### RECORDED DATA
== Segment start ==
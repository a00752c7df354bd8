#![forbid(unsafe_code)]
#![doc = "Transport-agnostic TLS provider layer over a native TLS engine."]
//!
//! The crate decomposes into a PEM/DER decoder ([`pem`]), a credential
//! store ([`credentials`]), an immutable configuration ([`config`]), the
//! endpoint state machine ([`endpoint`]), the session resumption envelope
//! and cache ([`session`]), and the provider facade ([`provider`]). The
//! cryptographic engine itself stays behind the trait pair in [`engine`];
//! the byte transport behind the trait in [`transport`].
//!
//! Everything is strictly non-blocking: any call that exchanges bytes may
//! return [`TlsError::WantRead`] or [`TlsError::WantWrite`], and the caller
//! re-drives the same call once the transport is ready in that direction.

pub mod config;
pub mod credentials;
pub mod endpoint;
pub mod engine;
pub mod pem;
pub mod provider;
pub mod session;
pub mod transport;

#[cfg(test)]
pub(crate) mod testutil;

pub use config::{Config, ConfigBuilder, DhSource, VerifyHook};
pub use credentials::{
    CertSource, Credentials, CrlSource, Identity, KeyMaterial, KeySource, Password,
    X509CredentialsBuilder,
};
pub use endpoint::{Endpoint, StashedEndpoint};
pub use engine::{Alert, Engine, EngineError, EngineSession, EngineSessionCache};
pub use nettls_types::{
    AddressedServer, CloseMethod, Der, Direction, EngineCode, ErrorCode, PeerAuth, RawCredentials,
    Role, State, TlsError,
};
pub use provider::{
    default_provider, set_default_provider, NettlsProvider, ProviderImpl, TlsProvider,
};
pub use session::{FnSessionCache, InMemorySessionCache, SerializedSession, SessionCache};
pub use transport::{CallbackTransport, StreamTransport, Transport};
== Segment end ==
### WORK INSTRUCTIONS
Your answer should be the records themselves, returned word for word.

### TASK SOLUTION
repository a00752c7df354bd8
#![forbid(unsafe_code)]
#![doc = "Transport-agnostic TLS provider layer over a native TLS engine."]
//!
//! The crate decomposes into a PEM/DER decoder ([`pem`]), a credential
//! store ([`credentials`]), an immutable configuration ([`config`]), the
//! endpoint state machine ([`endpoint`]), the session resumption envelope
//! and cache ([`session`]), and the provider facade ([`provider`]). The
//! cryptographic engine itself stays behind the trait pair in [`engine`];
//! the byte transport behind the trait in [`transport`].
//!
//! Everything is strictly non-blocking: any call that exchanges bytes may
//! return [`TlsError::WantRead`] or [`TlsError::WantWrite`], and the caller
//! re-drives the same call once the transport is ready in that direction.

pub mod config;
pub mod credentials;
pub mod endpoint;
pub mod engine;
pub mod pem;
pub mod provider;
pub mod session;
pub mod transport;

#[cfg(test)]
pub(crate) mod testutil;

pub use config::{Config, ConfigBuilder, DhSource, VerifyHook};
pub use credentials::{
    CertSource, Credentials, CrlSource, Identity, KeyMaterial, KeySource, Password,
    X509CredentialsBuilder,
};
pub use endpoint::{Endpoint, StashedEndpoint};
pub use engine::{Alert, Engine, EngineError, EngineSession, EngineSessionCache};
pub use nettls_types::{
    AddressedServer, CloseMethod, Der, Direction, EngineCode, ErrorCode, PeerAuth, RawCredentials,
    Role, State, TlsError,
};
pub use provider::{
    default_provider, set_default_provider, NettlsProvider, ProviderImpl, TlsProvider,
};
pub use session::{FnSessionCache, InMemorySessionCache, SerializedSession, SessionCache};
pub use transport::{CallbackTransport, StreamTransport, Transport};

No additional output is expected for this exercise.